The oldest house is built in 1924 in Kew Gardens.
ggplot(rent,aes(x =Boro_Block_Lot,y = Year_Built)) +
geom_point(size=3, color='red') +
theme(axis.text.x = element_text(angle = 90, vjust = 0.5, hjust=1), plot.title = element_text(hjust = 0.5)) +
labs(title="Year built", x= "Lot", y = "Year")
rent[rent$Year_Built == min(rent$Year_Built),]
## Boro_Block_Lot Neighborhood Total_Units Year_Built Gross_SqFt
## 7 4-03329-0054 KEW GARDENS 54 1924 54300
## Estimated_Gross_Income
## 7 814069
The house that will bring the most gross income to the owners.
The the bar plot below, Rego Park is a huge lot and has estimated gross income 4668060, more than any other lot in the table.
ggplot(rent, aes(x=`Boro_Block_Lot`, y=`Estimated_Gross_Income`)) +
geom_bar(stat = "identity")+
theme(axis.text.x = element_text(angle = 90, vjust = 0.5, hjust=1), plot.title = element_text(hjust = 0.5)) +
labs(title="Income from each lot", x= "Lot", y = "Estimated income")
rent[rent$`Estimated_Gross_Income` == max(rent$`Estimated_Gross_Income`),]

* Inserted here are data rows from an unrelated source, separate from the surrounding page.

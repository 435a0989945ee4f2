/// Axis-aligned rectangle, half-open on the max edges.
#[derive(Debug, Default, Clone, Copy, PartialEq, Eq, Hash)]
pub struct Rect {
    pub min_x: i32,
    pub min_y: i32,
    pub max_x: i32,
    pub max_y: i32,
}

impl Rect {
    pub const ZERO: Rect = Rect {
        min_x: 0,
        min_y: 0,
        max_x: 0,
        max_y: 0,
    };

    pub fn new(min_x: i32, min_y: i32, max_x: i32, max_y: i32) -> Rect {
        Rect {
            min_x,
            min_y,
            max_x,
            max_y,
        }
    }

    pub fn from_origin_size(x: i32, y: i32, width: u32, height: u32) -> Rect {
        Rect::new(
            x,
            y,
            x.saturating_add_unsigned(width),
            y.saturating_add_unsigned(height),
        )
    }

    pub fn width(&self) -> u32 {
        self.max_x.saturating_sub(self.min_x).max(0) as u32
    }

    pub fn height(&self) -> u32 {
        self.max_y.saturating_sub(self.min_y).max(0) as u32
    }

    pub fn is_empty(&self) -> bool {
        self.min_x >= self.max_x || self.min_y >= self.max_y
    }

    pub fn translate(&self, dx: i32, dy: i32) -> Rect {
        Rect::new(
            self.min_x.saturating_add(dx),
            self.min_y.saturating_add(dy),
            self.max_x.saturating_add(dx),
            self.max_y.saturating_add(dy),
        )
    }

    /// Overlap of two rectangles. Disjoint inputs yield `Rect::ZERO`.
    pub fn intersect(&self, other: &Rect) -> Rect {
        let rect = Rect::new(
            self.min_x.max(other.min_x),
            self.min_y.max(other.min_y),
            self.max_x.min(other.max_x),
            self.max_y.min(other.max_y),
        );

        if rect.is_empty() { Rect::ZERO } else { rect }
    }
}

## Boro_Block_Lot Neighborhood Total_Units Year_Built Gross_SqFt
## 6 4-03155-0027 REGO PARK 286 1959 275197
## Estimated_Gross_Income
## 6 4668060
During the work, we have reviewed how to organize data in a way called “tidy data” using package tidyverse, how to transform wide format to long format.
By analyzing data, we found that the oldest house in Queens was built in 1924! It is almost a hundred years old.
The “richest” block at the same time is the biggest, Rego Park, brings owner almost 5 millions dollars every year.